The One-Day Arm Cure
By Charles Poliquin:
We live in a world of "instants." There's instant pudding, instant coffee, instant breakfast, instant everything! Speed is God, and our language is peppered with high-speed words or terms like FedEx, fax, 56.6 modems, and 300-megahertz microprocessors. When we plant a garden today, we don't plant seeds and patiently wait for them to grow; we buy full-grown plants and shove them in the ground, unceremoniously, with the help of backhoes and cranes. Modern man wants it, and he wants it now.
With all this attention being paid to speed, it's only natural that there be a speedy equivalent in bodybuilding. For instance, what would you give to be able to put 3/8-inch on your arms in as short a length of time as 24 hours? It's entirely possible with my One-Day Arm Cure.
Will everyone gain as much as 3/8-inch using this method? No. Some individuals will gain more. Some gain up to one inch in the five days following my one-day arm cure! I've even seen one individual who was part of the one-day-to-failure school gain 5/8-inch after doing my instant-growth routine. This particular individual hadn't made any progress in months, so I convinced him to humor me and try this method as an experiment. Obviously, his body was in dire need of more training volume. After his enlightening experience—and after going out to buy new T-shirts—he dumped his Heavy Duty Training Manual into the old shoebox where he keeps his eight-track tapes and platform shoes.
This method was first popularized in the muscle mags of the sixties, but either few people believed it or few people had the guts to try it. It was revived back in the 80s by Canadian bodybuilding coach Gunnar Sikh. After using the technique on a few of my clients, I modified and updated it, using more recent breakthroughs in exercise physiology and nutrition.
One word of caution, though: if you try this method, your arms will be so battle fatigued, so glycogen depleted, that they might even shrink slightly until supercompensation kicks in after the 24th hour. Once that first day is over, though, stand back and watch those suckers swell up like leeches invading a blood bank.

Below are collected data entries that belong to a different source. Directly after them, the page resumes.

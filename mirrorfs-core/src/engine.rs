//! `CacheEngine`: orchestrates reads against the origin adapter, the
//! `MetaStore`, and the sparse `DataBlob`s, and owns cache-only mode,
//! invalidation, and prefetch.

use crate::attr::AttrRecord;
use crate::error::{EngineError, Result};
use crate::layout::CacheLayout;
use crate::metastore::MetaStore;
use crate::origin::Origin;
use crate::path::OriginPath;
use crate::range::{Range, RangeSet};
use std::collections::HashMap;
use std::fs::OpenOptions;
use std::io::{Read, Seek, SeekFrom, Write};
use std::path::PathBuf;
use std::sync::atomic::{AtomicBool, Ordering};
use std::sync::{Arc, Mutex};
use tracing::{debug, instrument, trace};

/// The access-mode bits a caller asked `open` for. The mirror is read-only,
/// so every bit here other than a bare read request is rejected.
#[derive(Debug, Clone, Copy, Default, PartialEq, Eq)]
pub struct OpenFlags {
    pub write: bool,
    pub append: bool,
    pub truncate: bool,
    pub create: bool,
}

impl OpenFlags {
    fn is_read_only(self) -> bool {
        !(self.write || self.append || self.truncate || self.create)
    }
}

/// Orchestrates the read path: consult the cache, fill gaps from the origin,
/// persist, serve from the sparse data file.
///
/// Designed for single-threaded cooperative invocation: every public entry
/// point takes an exclusive lock on its `OriginPath` before touching that
/// path's artifacts, so distinct paths may proceed in parallel while any one
/// path's sequence of (load RangeSet → fill gaps → persist → serve) is never
/// interleaved with itself.
pub struct CacheEngine<O: Origin> {
    layout: CacheLayout,
    meta: MetaStore,
    origin: O,
    cache_only: AtomicBool,
    locks: Mutex<HashMap<String, Arc<Mutex<()>>>>,
}

impl<O: Origin> CacheEngine<O> {
    pub fn new(cache_root: impl Into<PathBuf>, origin: O) -> Self {
        let layout = CacheLayout::new(cache_root);
        CacheEngine {
            meta: MetaStore::new(layout.clone()),
            layout,
            origin,
            cache_only: AtomicBool::new(false),
            locks: Mutex::new(HashMap::new()),
        }
    }

    pub fn layout(&self) -> &CacheLayout {
        &self.layout
    }

    pub fn set_cache_only(&self, enabled: bool) {
        self.cache_only.store(enabled, Ordering::SeqCst);
    }

    pub fn is_cache_only(&self) -> bool {
        self.cache_only.load(Ordering::SeqCst)
    }

    fn lock_for(&self, path: &OriginPath) -> Arc<Mutex<()>> {
        let mut locks = self.locks.lock().unwrap();
        locks
            .entry(path.as_str().to_string())
            .or_insert_with(|| Arc::new(Mutex::new(())))
            .clone()
    }

    #[instrument(skip(self), fields(path = %path))]
    pub fn getattr(&self, path: &OriginPath) -> Result<AttrRecord> {
        let lock = self.lock_for(path);
        let _guard = lock.lock().unwrap();
        self.getattr_locked(path)
    }

    fn getattr_locked(&self, path: &OriginPath) -> Result<AttrRecord> {
        if let Some(attr) = self.meta.get_attr(path)? {
            return Ok(attr);
        }
        if self.is_cache_only() {
            return Err(EngineError::CacheMiss(path.to_string()));
        }
        let attr = self.origin.getattr(path)?;
        self.meta.put_attr(path, &attr)?;
        Ok(attr)
    }

    #[instrument(skip(self), fields(path = %path))]
    pub fn readdir(&self, path: &OriginPath, _offset: u64) -> Result<Vec<String>> {
        let lock = self.lock_for(path);
        let _guard = lock.lock().unwrap();
        if let Some(listing) = self.meta.get_listing(path)? {
            return Ok(listing);
        }
        if self.is_cache_only() {
            return Err(EngineError::CacheMiss(path.to_string()));
        }
        let listing = self.origin.readdir(path, 0)?;
        self.meta.put_listing(path, &listing)?;
        Ok(listing)
    }

    /// Succeeds only for a read-only access mode; any write/truncate/append
    /// bit is rejected.
    pub fn open(&self, path: &OriginPath, flags: OpenFlags) -> Result<()> {
        if flags.is_read_only() {
            Ok(())
        } else {
            debug!(%path, "rejecting open with write-capable flags");
            Err(EngineError::PermissionDenied(format!(
                "{path} is part of a read-only mirror"
            )))
        }
    }

    #[instrument(skip(self), fields(path = %path))]
    pub fn read(&self, path: &OriginPath, offset: u64, size: u64) -> Result<Vec<u8>> {
        if size == 0 {
            return Ok(Vec::new());
        }
        let probe = Range::new(offset, offset + size)?;

        let lock = self.lock_for(path);
        let _guard = lock.lock().unwrap();

        let mut rangeset = self.meta.get_rangeset(path)?.unwrap_or_default();
        let gaps = rangeset.gaps(probe);

        let data_path = self.meta.data_path(path);
        if !gaps.is_empty() {
            if self.is_cache_only() {
                return Err(EngineError::CacheMiss(path.to_string()));
            }
            let attr = self.getattr_locked(path)?;
            self.ensure_data_blob(path, &attr, &data_path)?;

            let mut file = OpenOptions::new().write(true).read(true).open(&data_path)?;
            for gap in &gaps {
                trace!(%path, gap.start, gap.end, "filling gap from origin");
                let bytes = self.origin.read(path, gap.start, gap.size())?;
                if bytes.is_empty() {
                    // Origin is at EOF for this gap; nothing to record.
                    continue;
                }
                let filled_end = gap.start + bytes.len() as u64;
                file.seek(SeekFrom::Start(gap.start))?;
                file.write_all(&bytes)?;
                rangeset.insert(Range::new(gap.start, filled_end)?);
            }
            self.meta.put_rangeset(path, &rangeset)?;
        }

        let mut file = std::fs::File::open(&data_path)?;
        file.seek(SeekFrom::Start(offset))?;
        let mut buf = vec![0u8; size as usize];
        let n = file.read(&mut buf)?;
        buf.truncate(n);
        Ok(buf)
    }

    /// Creates the DataBlob sparsely, sized exactly to `attr.size`, if it
    /// does not already exist. `set_len` relies on the host filesystem's
    /// sparse-file support rather than zero-filling.
    fn ensure_data_blob(&self, path: &OriginPath, attr: &AttrRecord, data_path: &std::path::Path) -> Result<()> {
        if data_path.exists() {
            return Ok(());
        }
        self.meta.ensure_entry_dir(path)?;
        let file = OpenOptions::new()
            .create(true)
            .write(true)
            .truncate(true)
            .open(data_path)?;
        file.set_len(attr.size)?;
        Ok(())
    }

    /// Total bytes of `path`'s data currently backed by authoritative origin
    /// content, used by the control surface's coverage fraction.
    pub fn covered_bytes(&self, path: &OriginPath) -> Result<u64> {
        let lock = self.lock_for(path);
        let _guard = lock.lock().unwrap();
        Ok(self
            .meta
            .get_rangeset(path)?
            .unwrap_or_default()
            .covered_bytes())
    }

    #[instrument(skip(self), fields(path = %path))]
    pub fn invalidate(&self, path: &OriginPath) -> Result<()> {
        let lock = self.lock_for(path);
        let _guard = lock.lock().unwrap();
        self.meta.remove_entry(path)
    }

    /// Drives the read path over the file's full extent so the RangeSet ends
    /// up covering `[0, size)`.
    #[instrument(skip(self), fields(path = %path))]
    pub fn prefetch(&self, path: &OriginPath) -> Result<()> {
        let attr = self.getattr(path)?;
        if attr.size == 0 {
            return Ok(());
        }
        self.read(path, 0, attr.size)?;
        Ok(())
    }

    /// Every mutating entry point on a mirrored path signals the same
    /// read-only-filesystem error.
    pub fn write(&self, _path: &OriginPath, _offset: u64, _data: &[u8]) -> Result<usize> {
        Err(EngineError::ReadOnlyFs)
    }

    pub fn unlink(&self, _path: &OriginPath) -> Result<()> {
        Err(EngineError::ReadOnlyFs)
    }

    pub fn mknod(&self, _path: &OriginPath) -> Result<()> {
        Err(EngineError::ReadOnlyFs)
    }

    pub fn truncate(&self, _path: &OriginPath, _size: u64) -> Result<()> {
        Err(EngineError::ReadOnlyFs)
    }
}
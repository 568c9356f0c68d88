//! `FakeOrigin`: an in-memory `Origin` used by the test suite in place of
//! monkey-patching `std::fs`, in the same spirit as this codebase's `Mem`
//! repository backend.

use crate::attr::AttrRecord;
use crate::error::{EngineError, Result};
use crate::origin::Origin;
use crate::path::OriginPath;
use std::collections::HashMap;
use std::sync::{Arc, Mutex};

#[derive(Debug, Clone)]
struct FakeFile {
    data: Vec<u8>,
}

#[derive(Default)]
struct Inner {
    files: HashMap<String, FakeFile>,
    dirs: HashMap<String, Vec<String>>,
    reads: Vec<(String, u64, u64)>,
}

/// A handle to an in-memory origin tree. Clones share the same underlying
/// storage, so a test can hold one clone to drive `CacheEngine` and another
/// to mutate the "real" content behind its back, simulating the origin
/// changing independently of the mount.
#[derive(Clone, Default)]
pub struct FakeOrigin {
    inner: Arc<Mutex<Inner>>,
}

impl FakeOrigin {
    pub fn new() -> Self {
        Self::default()
    }

    /// Registers (or overwrites) a file's content.
    pub fn put_file(&self, path: &str, data: impl Into<Vec<u8>>) {
        self.inner
            .lock()
            .unwrap()
            .files
            .insert(path.to_string(), FakeFile { data: data.into() });
    }

    /// Registers (or overwrites) a directory's children.
    pub fn put_dir(&self, path: &str, children: Vec<String>) {
        self.inner
            .lock()
            .unwrap()
            .dirs
            .insert(path.to_string(), children);
    }

    /// Every `(path, offset, size)` the engine has requested from this
    /// origin, in order, for asserting "minimal origin traffic" style
    /// properties in tests.
    pub fn read_calls(&self) -> Vec<(String, u64, u64)> {
        self.inner.lock().unwrap().reads.clone()
    }

    pub fn total_bytes_requested(&self) -> u64 {
        self.read_calls().iter().map(|(_, _, size)| size).sum()
    }
}

impl Origin for FakeOrigin {
    fn getattr(&self, path: &OriginPath) -> Result<AttrRecord> {
        let inner = self.inner.lock().unwrap();
        if let Some(file) = inner.files.get(path.as_str()) {
            Ok(AttrRecord::synthetic_file(file.data.len() as u64))
        } else if inner.dirs.contains_key(path.as_str()) {
            Ok(AttrRecord::synthetic_dir())
        } else {
            Err(EngineError::NotFound(path.to_string()))
        }
    }

    fn readdir(&self, path: &OriginPath, _offset: u64) -> Result<Vec<String>> {
        self.inner
            .lock()
            .unwrap()
            .dirs
            .get(path.as_str())
            .cloned()
            .ok_or_else(|| EngineError::NotFound(path.to_string()))
    }

    fn read(&self, path: &OriginPath, offset: u64, size: u64) -> Result<Vec<u8>> {
        let mut inner = self.inner.lock().unwrap();
        let data = inner
            .files
            .get(path.as_str())
            .ok_or_else(|| EngineError::NotFound(path.to_string()))?
            .data
            .clone();
        inner.reads.push((path.to_string(), offset, size));
        let len = data.len() as u64;
        let start = offset.min(len);
        let end = offset.saturating_add(size).min(len);
        Ok(data[start as usize..end as usize].to_vec())
    }
}

#[cfg(test)]
mod tests {
    use super::*;

    #[test]
    fn missing_path_is_not_found() {
        let origin = FakeOrigin::new();
        let path = OriginPath::new("/nope").unwrap();
        assert!(matches!(
            origin.getattr(&path),
            Err(EngineError::NotFound(_))
        ));
    }

    #[test]
    fn read_clamps_at_eof_and_logs_the_call() {
        let origin = FakeOrigin::new();
        origin.put_file("/a", b"hello".to_vec());
        let path = OriginPath::new("/a").unwrap();
        let bytes = origin.read(&path, 3, 100).unwrap();
        assert_eq!(bytes, b"lo");
        assert_eq!(origin.read_calls(), vec![("/a".to_string(), 3, 100)]);
    }
}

The One-Day Arm Cure takes a little preparation, though. It will take the entire day, so don't plan any picnics, shopping sprees, or Clint Eastwood movie marathons. You'll need to devote the entire day to the program. Here are a few things to take into consideration:
• Since this is an all-day program, you might want to do it on a Saturday so that nothing else will interfere with your training and eating. This will also give you Sunday to recuperate.
• The nutritional program that accompanies the training is very important, and you'll need to eat low-glycemic index foods all day until you're done (I'll give some suggestions later on in this article).

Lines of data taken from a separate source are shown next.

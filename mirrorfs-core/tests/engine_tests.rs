//! Integration tests for `CacheEngine`, built exclusively against
//! `FakeOrigin` — the real filesystem is never touched here, only the cache
//! root under a `tempfile::TempDir`.

use mirrorfs_core::{CacheEngine, EngineError, FakeOrigin, OpenFlags, OriginPath};
use tempfile::TempDir;

fn path(s: &str) -> OriginPath {
    OriginPath::new(s).unwrap()
}

fn setup(content: &[u8]) -> (TempDir, CacheEngine<FakeOrigin>, FakeOrigin) {
    let dir = TempDir::new().unwrap();
    let origin = FakeOrigin::new();
    origin.put_dir("/", vec!["a".to_string()]);
    origin.put_file("/a", content.to_vec());
    let engine = CacheEngine::new(dir.path(), origin.clone());
    (dir, engine, origin)
}

/// Property 5: byte faithfulness. Bytes returned by `read` match what the
/// origin holds at the time each byte was first populated.
#[test]
fn byte_faithfulness_across_overlapping_reads() {
    let content: Vec<u8> = (0u8..=255).cycle().take(1024).collect();
    let (_dir, engine, _origin) = setup(&content);
    let a = path("/a");

    let first = engine.read(&a, 0, 100).unwrap();
    assert_eq!(first, content[0..100]);

    let second = engine.read(&a, 50, 100).unwrap();
    assert_eq!(second, content[50..150]);

    let whole = engine.read(&a, 0, content.len() as u64).unwrap();
    assert_eq!(whole, content);
}

/// The origin receives exactly the gaps, and only the gaps, across a
/// sequence of overlapping reads.
#[test]
fn minimal_origin_traffic_across_overlapping_reads() {
    let content = vec![7u8; 1024];
    let (_dir, engine, origin) = setup(&content);
    let a = path("/a");

    engine.read(&a, 100, 100).unwrap(); // [100, 200)
    engine.read(&a, 150, 150).unwrap(); // [150, 300): only [200,300) is new

    assert_eq!(
        origin.read_calls(),
        vec![
            ("/a".to_string(), 100, 100),
            ("/a".to_string(), 200, 100),
        ]
    );
    assert_eq!(origin.total_bytes_requested(), 200);
}

/// Once a region is fully covered, re-reading it makes no further origin
/// calls (the fast path in step 6 of the read algorithm).
#[test]
fn fully_covered_reads_touch_the_origin_no_further() {
    let content = vec![9u8; 64];
    let (_dir, engine, origin) = setup(&content);
    let a = path("/a");

    engine.read(&a, 0, 64).unwrap();
    let calls_after_first = origin.read_calls().len();
    engine.read(&a, 10, 20).unwrap();
    engine.read(&a, 0, 64).unwrap();

    assert_eq!(origin.read_calls().len(), calls_after_first);
}

/// Property 7: persistence. A fresh engine over the same cache root serves
/// cached bytes without ever invoking a (now-empty) origin.
#[test]
fn persistence_across_restart() {
    let dir = TempDir::new().unwrap();
    let content = b"persisted content".to_vec();

    {
        let origin = FakeOrigin::new();
        origin.put_file("/a", content.clone());
        let engine = CacheEngine::new(dir.path(), origin);
        assert_eq!(engine.read(&path("/a"), 0, content.len() as u64).unwrap(), content);
    }

    // A brand new engine, same cache root, origin now empty (simulating the
    // origin being disconnected).
    let empty_origin = FakeOrigin::new();
    let engine = CacheEngine::new(dir.path(), empty_origin.clone());
    let bytes = engine.read(&path("/a"), 0, content.len() as u64).unwrap();
    assert_eq!(bytes, content);
    assert!(empty_origin.read_calls().is_empty());
}

/// Property 8 / cache-only mode. With cache-only enabled, an uncached
/// getattr/read/readdir never reaches the origin, and fails with CacheMiss.
#[test]
fn cache_only_isolation() {
    let (_dir, engine, origin) = setup(b"abc");
    engine.set_cache_only(true);

    let err = engine.getattr(&path("/a")).unwrap_err();
    assert!(matches!(err, EngineError::CacheMiss(_)));
    let err = engine.read(&path("/a"), 0, 1).unwrap_err();
    assert!(matches!(err, EngineError::CacheMiss(_)));
    assert!(origin.read_calls().is_empty());

    // Once warmed while cache-only is off, cache-only reads of covered
    // regions still succeed.
    engine.set_cache_only(false);
    engine.read(&path("/a"), 0, 3).unwrap();
    engine.set_cache_only(true);
    assert_eq!(engine.read(&path("/a"), 0, 3).unwrap(), b"abc");
}

/// Property 9: every mutating entry point is read-only/permission-denied and
/// leaves the cache untouched.
#[test]
fn read_only_contract() {
    let (_dir, engine, _origin) = setup(b"abc");
    let a = path("/a");

    assert!(matches!(engine.write(&a, 0, b"x").unwrap_err(), EngineError::ReadOnlyFs));
    assert!(matches!(engine.unlink(&a).unwrap_err(), EngineError::ReadOnlyFs));
    assert!(matches!(engine.mknod(&a).unwrap_err(), EngineError::ReadOnlyFs));
    assert!(matches!(engine.truncate(&a, 0).unwrap_err(), EngineError::ReadOnlyFs));

    let write_flags = OpenFlags {
        write: true,
        ..Default::default()
    };
    assert!(matches!(
        engine.open(&a, write_flags).unwrap_err(),
        EngineError::PermissionDenied(_)
    ));
    assert!(engine.open(&a, OpenFlags::default()).is_ok());
}

/// Once cached, the mount keeps serving the stale bytes even after the
/// origin changes underneath it — staleness is the contract, not a bug.
#[test]
fn cached_reads_are_stale_by_design() {
    let (_dir, engine, origin) = setup(b"1");
    let a = path("/a");

    assert_eq!(engine.read(&a, 0, 1).unwrap(), b"1");
    origin.put_file("/a", b"2".to_vec());
    assert_eq!(engine.read(&a, 0, 1).unwrap(), b"1");
}

/// A change to the origin before any cached entry exists is picked up in
/// full by the first read through the mount.
#[test]
fn first_read_sees_latest_content_when_no_entry_existed() {
    let (_dir, engine, origin) = setup(b"1");
    let a = path("/a");

    origin.put_file("/a", b"2".to_vec());
    assert_eq!(engine.read(&a, 0, 1).unwrap(), b"2");
}

/// Open question resolution: a short read at EOF clamps the inserted range
/// rather than erroring or recording bytes that were never written.
#[test]
fn short_read_at_eof_clamps_rangeset_and_returns_what_exists() {
    let (_dir, engine, _origin) = setup(b"abc");
    let a = path("/a");

    let bytes = engine.read(&a, 0, 10).unwrap();
    assert_eq!(bytes, b"abc");

    // Re-reading the same (out of bounds) probe makes no further origin
    // calls: the gap was already recorded as covered up to the actual size.
    let bytes_again = engine.read(&a, 0, 10).unwrap();
    assert_eq!(bytes_again, b"abc");
}

/// A zero-size read is a pure no-op and never touches the origin.
#[test]
fn zero_size_read_is_a_no_op() {
    let (_dir, engine, origin) = setup(b"abc");
    assert_eq!(engine.read(&path("/a"), 0, 0).unwrap(), Vec::<u8>::new());
    assert!(origin.read_calls().is_empty());
}

/// readdir caches a directory listing exactly once.
#[test]
fn readdir_is_cached_after_first_listing() {
    let (_dir, engine, origin) = setup(b"abc");
    origin.put_dir("/", vec!["a".to_string(), "b".to_string()]);
    let root = path("/");

    assert_eq!(engine.readdir(&root, 0).unwrap(), vec!["a", "b"]);
    origin.put_dir("/", vec!["a".to_string(), "b".to_string(), "c".to_string()]);
    // Still the original listing: directories are never refreshed except by
    // invalidation.
    assert_eq!(engine.readdir(&root, 0).unwrap(), vec!["a", "b"]);
}

/// `invalidate` removes every artifact, and a subsequent read rebuilds from
/// scratch against the (possibly now-different) origin.
#[test]
fn invalidate_forces_a_full_rebuild() {
    let (_dir, engine, origin) = setup(b"1");
    let a = path("/a");

    engine.read(&a, 0, 1).unwrap();
    origin.put_file("/a", b"22".to_vec());
    engine.invalidate(&a).unwrap();

    assert_eq!(engine.read(&a, 0, 2).unwrap(), b"22");
}

/// `prefetch` drives the full extent of the file so the RangeSet ends up
/// covering `[0, size)` in one call.
#[test]
fn prefetch_populates_the_whole_file() {
    let content = vec![3u8; 4096];
    let (_dir, engine, origin) = setup(&content);
    let a = path("/a");

    engine.prefetch(&a).unwrap();
    assert_eq!(origin.total_bytes_requested(), 4096);

    // A subsequent full read makes no further origin calls.
    engine.read(&a, 0, 4096).unwrap();
    assert_eq!(origin.total_bytes_requested(), 4096);
}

• In order to make things move more smoothly, you may want to prepare your food ahead of time so that nothing interferes with the tight training and eating schedule.

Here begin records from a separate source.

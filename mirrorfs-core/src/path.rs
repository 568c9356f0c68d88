//! `OriginPath`, the validated key every cache entry is addressed by.

use crate::error::{EngineError, Result};
use std::fmt;

/// An absolute path string beginning with `/`, interpreted relative to the
/// origin root.
///
/// Every path presented to the engine is an `OriginPath`; construction is the
/// only place the leading-slash invariant is enforced.
#[derive(Debug, Clone, PartialEq, Eq, PartialOrd, Ord, Hash)]
pub struct OriginPath(String);

impl OriginPath {
    /// Validates and wraps a path string. Fails if it does not begin with `/`.
    pub fn new(path: impl Into<String>) -> Result<Self> {
        let path = path.into();
        if !path.starts_with('/') {
            return Err(EngineError::InvalidArgument(format!(
                "origin path must begin with '/', got {path:?}"
            )));
        }
        Ok(OriginPath(path))
    }

    /// The origin root itself.
    pub fn root() -> Self {
        OriginPath("/".to_string())
    }

    pub fn as_str(&self) -> &str {
        &self.0
    }

    pub fn is_root(&self) -> bool {
        self.0 == "/"
    }

    /// This path with the leading slash stripped, suitable for joining
    /// beneath the cache root or the origin root.
    pub fn relative(&self) -> &str {
        self.0.trim_start_matches('/')
    }

    /// The path of a direct child, given its file name.
    pub fn child(&self, name: &str) -> OriginPath {
        if self.is_root() {
            OriginPath(format!("/{name}"))
        } else {
            OriginPath(format!("{}/{name}", self.0))
        }
    }
}

impl fmt::Display for OriginPath {
    fn fmt(&self, f: &mut fmt::Formatter<'_>) -> fmt::Result {
        write!(f, "{}", self.0)
    }
}
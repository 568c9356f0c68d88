//! Caching engine for a read-only, persistently-cached mirror of a directory
//! tree.
//!
//! This crate is the core described by the design this binary implements: a
//! byte-range bookkeeping algebra ([`range`]), the cache's on-disk layout
//! ([`layout`]) and metadata persistence ([`metastore`]), the engine that
//! ties them to an [`origin::Origin`] adapter ([`engine`]), and the
//! per-file virtual control namespace built on top of it ([`control`]).
//!
//! The user-space filesystem glue that receives kernel requests lives in the
//! `mirrorfs-cli` crate; this crate knows nothing about FUSE.

pub mod attr;
pub mod control;
pub mod engine;
pub mod error;
pub mod fake_origin;
pub mod layout;
pub mod metastore;
pub mod origin;
pub mod path;
pub mod range;

pub use attr::AttrRecord;
pub use control::{ControlNode, ControlSurface};
pub use engine::{CacheEngine, OpenFlags};
pub use error::{EngineError, Result};
pub use fake_origin::FakeOrigin;
pub use layout::{ArtifactKind, CacheLayout};
pub use metastore::MetaStore;
pub use origin::{Origin, RealOrigin};
pub use path::OriginPath;
pub use range::{Range, RangeSet};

• Given that this program requires you to work arms several times in one day, it might be best if you do it at home. After all, it might be stressful or mentally draining to hang around the gym all day long. That's why the program I've designed requires only very basic equipment, like a bench, dumbbells, and a barbell. (The dumbbells should be adjustable so you can accommodate the different rep brackets. If you have fixed-weight dumbbells, you might want to use PlateMates to fine-tune the load.)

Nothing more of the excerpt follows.